= Bon Secours (Virginia & South Carolina) =

Healthcare organization

Bon Secours is a subsidiary of Bon Secours Mercy Health. It operates hospitals and healthcare facilities in the US states of Virginia and South Carolina.

Bon Secours operates three hospitals and medical centers and one outpatient facility in Hampton Roads. The Bon Secours Richmond Health System has seven practices.

On September 1, 2018, Bon Secours and Mercy Health combined to become the United States' fifth-largest Catholic healthcare ministry and one of the nation's 20 largest healthcare systems. The two systems and their hospitals retained their pre-merger names and branding. The full name of the combined health system is Bon Secours Mercy Health. Bon Secours Mercy Health headquarters are co-located with Mercy Health in Cincinnati, Ohio.

==Background==
The Congregation of the Sisters of Bon Secours was established in 1824 in Paris, France. Their particular apostolate was providing in-home care for the sick and dying. In 1881, the sisters came to Baltimore at the request of James Cardinal Gibbons. They founded their first hospital in Baltimore in 1919. By 1980, they had founded or managed several more. Bon Secours was established in 1983 to coordinate the administration and management of the various healthcare facilities.

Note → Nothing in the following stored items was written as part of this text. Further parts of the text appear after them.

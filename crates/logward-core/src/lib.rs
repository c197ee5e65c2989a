//! Core types, traits, and errors for logward
//!
//! This crate contains the foundational types shared across all logward
//! components: the [`Value`] model sanitization operates on, the
//! [`LogRecord`] handed to sinks, the task-local trace context carrier,
//! access events and security alerts, and the [`LogwardError`] error enum.

pub mod access;
pub mod context;
pub mod error;
pub mod record;
pub mod value;

pub use access::{AccessEvent, Alert, AlertSeverity, AlertType};
pub use context::TraceContext;
pub use error::{LogwardError, Result};
pub use record::{LogLevel, LogRecord, Metadata};
pub use value::{SharedValue, Value};
//! logward SDK for embedding services
//!
//! This crate re-exports the logward components and provides a small
//! builder that wires one shared [`Sanitizer`] into a [`Logger`] and
//! constructs an [`AccessTracker`]. The components stay independent
//! values — tests and embedders can instantiate as many as they need;
//! nothing here is a global singleton.

pub use logward_core::{
    context, metadata, AccessEvent, Alert, AlertSeverity, AlertType, LogLevel, LogRecord,
    LogwardError, Metadata, Result, SharedValue, TraceContext, Value,
};
pub use logward_logger::{CaptureSink, Logger, Sink, StdoutSink};
pub use logward_sanitize::{
    sanitize_credit_card, sanitize_email, sanitize_phone, MaskingPolicy, MaskingRule, Mode,
    Sanitizer,
};
pub use logward_tracker::{
    AccessTracker, AlertObserver, BoundedSet, GeoInfo, IpStats, TrackerConfig, TrackerSnapshot,
    TrackerSummary,
};

use std::sync::Arc;

/// Configuration for [`Logward::new`].
#[derive(Debug, Clone)]
pub struct LogwardConfig {
    /// Policy mode; the embedder passes this as a single string via
    /// [`Mode`]'s `FromStr` — the core never reads the process
    /// environment.
    pub mode: Mode,
    /// Convert PII detected in emit metadata into a
    /// [`LogwardError::PolicyViolation`].
    pub strict_mode: bool,
    /// Maximum sanitization depth.
    pub max_depth: usize,
    pub tracker: TrackerConfig,
}

impl Default for LogwardConfig {
    fn default() -> Self {
        Self {
            mode: Mode::Production,
            strict_mode: false,
            max_depth: logward_sanitize::DEFAULT_MAX_DEPTH,
            tracker: TrackerConfig::default(),
        }
    }
}

/// Wired logging and security-observability core.
pub struct Logward {
    sanitizer: Arc<Sanitizer>,
    logger: Logger,
    tracker: Arc<AccessTracker>,
}

impl Logward {
    /// Build the core with the default stdout sink.
    pub fn new(config: LogwardConfig) -> Result<Self> {
        Self::with_sink(config, Arc::new(StdoutSink::new()))
    }

    /// Build the core with a custom sink.
    pub fn with_sink(config: LogwardConfig, sink: Arc<dyn Sink>) -> Result<Self> {
        let mut policy = MaskingPolicy::new(config.mode)?;
        policy.set_strict_mode(config.strict_mode);
        let sanitizer = Arc::new(Sanitizer::new(policy));
        sanitizer.set_max_depth(config.max_depth);
        let logger = Logger::new(Arc::clone(&sanitizer), sink);
        let tracker = Arc::new(AccessTracker::new(config.tracker));
        Ok(Self {
            sanitizer,
            logger,
            tracker,
        })
    }

    pub fn sanitizer(&self) -> &Arc<Sanitizer> {
        &self.sanitizer
    }

    pub fn logger(&self) -> &Logger {
        &self.logger
    }

    pub fn tracker(&self) -> &Arc<AccessTracker> {
        &self.tracker
    }
}

#[cfg(test)]
mod tests {
    use super::*;

    #[test]
    fn test_default_config_builds() {
        let core = Logward::new(LogwardConfig::default()).unwrap();
        assert!(core.sanitizer().policy().is_active());
        assert_eq!(core.tracker().config().ring_capacity, 10_000);
    }

    #[test]
    fn test_strict_mode_flag_propagates() {
        let config = LogwardConfig {
            strict_mode: true,
            ..LogwardConfig::default()
        };
        let core = Logward::new(config).unwrap();
        assert!(core.sanitizer().policy().strict_mode());
    }

    #[test]
    fn test_components_are_independent_instances() {
        let a = Logward::new(LogwardConfig::default()).unwrap();
        let b = Logward::new(LogwardConfig::default()).unwrap();
        a.tracker().block("1.2.3.4", "test").unwrap();
        assert!(!b.tracker().is_blocked("1.2.3.4"));
    }

    #[test]
    fn test_mode_from_string_input() {
        let mode: Mode = "development".parse().unwrap();
        let core = Logward::new(LogwardConfig {
            mode,
            ..LogwardConfig::default()
        })
        .unwrap();
        assert!(!core.sanitizer().policy().is_active());
    }
}
//! The pluggable record consumer.

use logward_core::{LogRecord, LogwardError, Result};
use std::io::Write;
use std::sync::Mutex;

/// Consumer of emitted records.
///
/// `accept` takes ownership of the record and must not block the caller
/// indefinitely; batching, rotation, and remote shipping are the sink's
/// concern. A sink that ships records elsewhere is responsible for its
/// own backpressure and should buffer or drop locally rather than stall
/// the emitter.
pub trait Sink: Send + Sync {
    fn accept(&self, record: LogRecord) -> Result<()>;
}

/// Default sink: one JSON object per record on standard output,
/// newline-delimited. Writes under the stdout lock, so records from one
/// task appear in program order.
#[derive(Debug, Default)]
pub struct StdoutSink;

impl StdoutSink {
    pub fn new() -> Self {
        Self
    }
}

impl Sink for StdoutSink {
    fn accept(&self, record: LogRecord) -> Result<()> {
        let line = serde_json::to_string(&record)?;
        let stdout = std::io::stdout();
        let mut handle = stdout.lock();
        writeln!(handle, "{line}").map_err(|e| LogwardError::Sink(e.to_string()))
    }
}

/// Test sink accumulating records in memory.
#[derive(Debug, Default)]
pub struct CaptureSink {
    records: Mutex<Vec<LogRecord>>,
}

impl CaptureSink {
    pub fn new() -> Self {
        Self::default()
    }

    pub fn records(&self) -> Vec<LogRecord> {
        self.lock().clone()
    }

    pub fn last(&self) -> Option<LogRecord> {
        self.lock().last().cloned()
    }

    pub fn len(&self) -> usize {
        self.lock().len()
    }

    pub fn is_empty(&self) -> bool {
        self.lock().is_empty()
    }

    pub fn clear(&self) {
        self.lock().clear();
    }

    fn lock(&self) -> std::sync::MutexGuard<'_, Vec<LogRecord>> {
        match self.records.lock() {
            Ok(guard) => guard,
            Err(poisoned) => poisoned.into_inner(),
        }
    }
}

impl Sink for CaptureSink {
    fn accept(&self, record: LogRecord) -> Result<()> {
        self.lock().push(record);
        Ok(())
    }
}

Throughout the 1980s, the Bon Secours grew rapidly, opening a number of hospitals, community health clinics, nursing care facilities for the elderly, alcohol and drug abuse rehabilitation centers, affordable housing units, and medical office facilities in Maryland, Virginia, Florida, and Michigan in response to the needs of the communities they served.

==Hospitals==

===South Carolina===

- Bon Secours St. Francis Downtown Hospital, Greenville
- Bon Secours St. Francis Eastside Hospital, Greenville

==== Freestanding emergency departments ====
- Bon Secours St. Francis Emergency Center at Simpsonville, Simpsonville, South Carolina. The 8,000-square-foot emergency department was opened in April 2023, after the surrounding area experienced more than 34% population growth from 2010 to 2019.
- Bon Secours Five Forks Emergency Center, Simpsonville. Opened in February 2026, the 12,500-square-foot emergency center was built for $23 million. The center offers 24-hour emergency medical service.

===Virginia===

- Bon Secours Harbour View Medical Center, Suffolk.
- Bon Secours Mary Immaculate Hospital, Newport News.
- Bon Secours Maryview Medical Center, Portsmouth.
- Bon Secours Memorial Regional Medical Center, Mechanicsville.
- Bon Secours St. Francis Medical Center, Midlothian.
- Bon Secours St. Mary's Hospital, Richmond.
- Bon Secours Richmond Community Hospital, Richmond.
- Bon Secours Southern Virginia Medical Center, Emporia.
- Bon Secours Southside Medical Center, Petersburg.
- Bon Secours Southampton Medical Center, Franklin.
==== Freestanding emergency departments ====

- Bon Secours Ashland Emergency Center, Ashland. Opened in December 2025.
- Bon Secours Chester Emergency Center, Chester. Opened in 2022.
- Bon Secours Short Pump Emergency Center, Henrico. Opened in September 2018.

== Former facilities ==

=== Kentucky ===

- Our Lady of Bellefonte Hospital, Ashland

=== Maryland ===
- Grace Medical Center, Baltimore – known as Bon Secours Hospital from 1919 until its sale in 2019

=== Massachusetts ===
- Bon Secours Hospital, Methuen – opened in 1950, sold to Caritas Christi Health Care in 1988, and renamed Holy Family Hospital

=== Michigan ===

- Bon Secours Grosse Pointe – sold in the early 2000s to Beaumont Health System

=== Pennsylvania ===

- Bon Secours-Holy Family Hospital, Altoona – merged into Altoona Regional Health System in 2004, closed 2012

=== Virginia ===

- Bon Secours DePaul Medical Center closed in 2021.